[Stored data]
------
//! # Askdoc Core
//!
//! Shared, I/O-free logic for askdoc: data models, fixed-size chunking,
//! store abstractions, and the keyword retrieval algorithm.
//!
//! This crate contains no filesystem access, no HTTP, and no background
//! tasks. Everything latency-bound (extraction, ingestion scheduling,
//! completion calls) lives in the `askdoc` engine crate and operates
//! through the traits defined here.

pub mod chunk;
pub mod models;
pub mod retrieve;
pub mod store;
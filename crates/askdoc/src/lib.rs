//! # Askdoc
//!
//! **A document question-answering engine with grounded answers.**
//!
//! Askdoc ingests uploaded documents (plain text, PDF, docx), splits
//! them into fixed-size chunks, and answers questions against them by
//! retrieving keyword-matching chunks and handing them to an external
//! completion service. Conversation history is kept per session for the
//! lifetime of the process.
//!
//! ## Data Flow
//!
//! ```text
//! ┌──────────┐   ┌───────────┐   ┌────────────┐
//! │  Upload  │──▶│ Ingestion │──▶│  Document  │
//! │  bytes   │   │  (async)  │   │   Store    │
//! └──────────┘   └───────────┘   └─────┬──────┘
//!                                      │
//!                ┌───────────┐   ┌─────▼──────┐
//!                │  Session  │◀──│  Answer    │◀── question
//!                │   Store   │   │Orchestrator│──▶ completion
//!                └───────────┘   └────────────┘    service
//! ```
//!
//! 1. [`engine::Engine::create_document`] stores the upload, records a
//!    `processing` document, and spawns the [`ingest`] task — the call
//!    returns before extraction begins.
//! 2. The ingestion task runs [`extract`] and the fixed-size chunker
//!    from `askdoc-core`, then settles the document as `completed` or
//!    `failed`. Completion is observable only by polling status.
//! 3. [`engine::Engine::ask`] retrieves matching chunks, builds a
//!    prompt, calls the [`completion`] provider once, and appends the
//!    question/answer pair to the session ([`answer`]).
//!
//! The HTTP transport wrapping these operations is intentionally not
//! part of this crate; `Engine` is the surface a thin router would call.

pub mod answer;
pub mod completion;
pub mod config;
pub mod engine;
pub mod error;
pub mod extract;
pub mod ingest;

pub use engine::{DocumentHandle, Engine};
pub use error::{EngineError, Result};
------
WHAT IS REQUIRED
Using the string "keyword" as the search term, count the lines of the data above that hold it and report that number alone.

SOLUTION TO THIS TASK
2